Allerorts begegnet man heute in Westfalen, insbesondere aber im Münsterland, dem Kiepenkerl. Populär wie noch nie präsentiert er sich bei den verschiedensten Veranstaltungen, besonders bei den Heimatfesten, der breiten Öffentlichkeit. Vielfach wird der Kiepenkerl heute von den unterschiedlichsten Branchen vermarktet und mit ihm Werbung betrieben. So gibt es im Münsterland beispielsweise Kiepenkerl- Reisen, -Chöre, -Sämereien, -Gaststätten, -Aufkleber „Westfalen sind Klasse“ und anderes mehr. In Münster gibt es rund um das Kiepenkerldenkmal ein Kiepenkerlviertel. Als Souvenier findet man die Kiepenkerlfigur in Porzellan, Metall oder Steingut hergestellt. Man sieht ihn auch als Räuchermännchen sowie auf Handtüchern und Decken aufgedruckt. Wer und was war nun der heute so populäre Kiepenkerl?

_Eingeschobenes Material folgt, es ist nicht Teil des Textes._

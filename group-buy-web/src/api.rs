//! Remote call to the group purchase endpoint
use std::rc::Rc;

use group_buy_core::api::interpret_response;
use group_buy_core::{ApiPayload, PayloadShape, SubmitOutcome, UiEffect, WidgetConfig, translations};
use serde_json::Value;
use thiserror::Error;

use crate::{dom, notify};

#[derive(Debug, Error)]
pub enum SubmitError {
    #[error("Request failed: {0}")]
    Request(String),
    #[error("Serialization error: {0}")]
    Serialization(#[from] serde_json::Error),
}

/// Posts baskets to the configured endpoint.
#[derive(Debug, Clone)]
pub struct ApiClient {
    config: Rc<WidgetConfig>,
}

impl ApiClient {
    #[must_use]
    pub const fn new(config: Rc<WidgetConfig>) -> Self {
        Self { config }
    }

    /// Send `payload` and classify the response.
    ///
    /// # Errors
    ///
    /// Returns an error if the payload cannot be serialized or the request
    /// does not complete.
    #[allow(clippy::future_not_send)]
    pub async fn send(&self, payload: &ApiPayload) -> Result<SubmitOutcome, SubmitError> {
        let body = serde_json::to_string(payload)?;
        let endpoint = self.config.endpoint();
        log::debug!("POST {endpoint}");

        let response = dom::post_json(&endpoint, &body)
            .await
            .map_err(|err| SubmitError::Request(dom::js_error_message(&err)))?;
        let text = dom::response_text(&response)
            .await
            .map_err(|err| SubmitError::Request(dom::js_error_message(&err)))?;

        Ok(interpret_response(response.status(), &text))
    }

    /// Fire-and-forget submit: redirect on success, toast on any failure.
    pub fn submit(&self, payload: ApiPayload, lang: &str) {
        let client = self.clone();
        let lang = lang.to_string();
        wasm_bindgen_futures::spawn_local(async move {
            let outcome = match client.send(&payload).await {
                Ok(outcome) => outcome,
                Err(e) => SubmitOutcome::Failed(e.to_string()),
            };
            match &outcome {
                SubmitOutcome::Redirect(url) => {
                    log::debug!("group purchase created, redirecting to {url}");
                }
                SubmitOutcome::Rejected { status, code } => {
                    log::warn!("group purchase rejected with HTTP {status}: {code:?}");
                }
                SubmitOutcome::Failed(reason) => {
                    log::error!("group purchase request failed: {reason}");
                }
            }
            apply(outcome.effect(translations(&lang), &client.config));
        });
    }
}

fn apply(effect: UiEffect) {
    match effect {
        UiEffect::Navigate(url) => {
            if let Err(e) = dom::navigate(&url) {
                log::error!("Failed to navigate to {url}: {}", dom::js_error_message(&e));
            }
        }
        UiEffect::Toast(notification) => notify::notify(notification),
    }
}

/// Handed to the host page's start/join hook. Calling [`BasketEmitter::emit`]
/// with the basket issues the remote call.
#[derive(Debug, Clone)]
pub struct BasketEmitter {
    client: ApiClient,
    shape: PayloadShape,
    lang: Rc<str>,
}

impl BasketEmitter {
    #[must_use]
    pub fn new(client: ApiClient, shape: PayloadShape, lang: Rc<str>) -> Self {
        Self {
            client,
            shape,
            lang,
        }
    }

    #[must_use]
    pub const fn shape(&self) -> &PayloadShape {
        &self.shape
    }

    #[must_use]
    pub fn payload(&self, products: Value) -> ApiPayload {
        self.shape.build(products)
    }

    pub fn emit(&self, products: Value) {
        self.client.submit(self.payload(products), &self.lang);
    }
}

Kiepenkerle waren wandernde Kleinwarenhändler. Im nördlichen Münsterland wurden sie auch Tödden (Zugvögel) genannt. Der Warenkorb war die Kiepe, eine Rückentrage. Handelsware waren Dinge des täglichen Gebrauchs wie Nähgarn, Nadeln, Knöpfe, Band, Stopf- und Strickgarn, Messer, Scheren, kleine Geräte für den Haushalt und vieles mehr. Die Waren wurden meistens getauscht; gehandelt wurde Ware gegen Lebensmittel. Der Kiepenkerl wanderte in der Regel zwischen Stadt und Land. Die Gebrauchsgegenstände trug er aufs Land, die Lebensmittel in die Stadt.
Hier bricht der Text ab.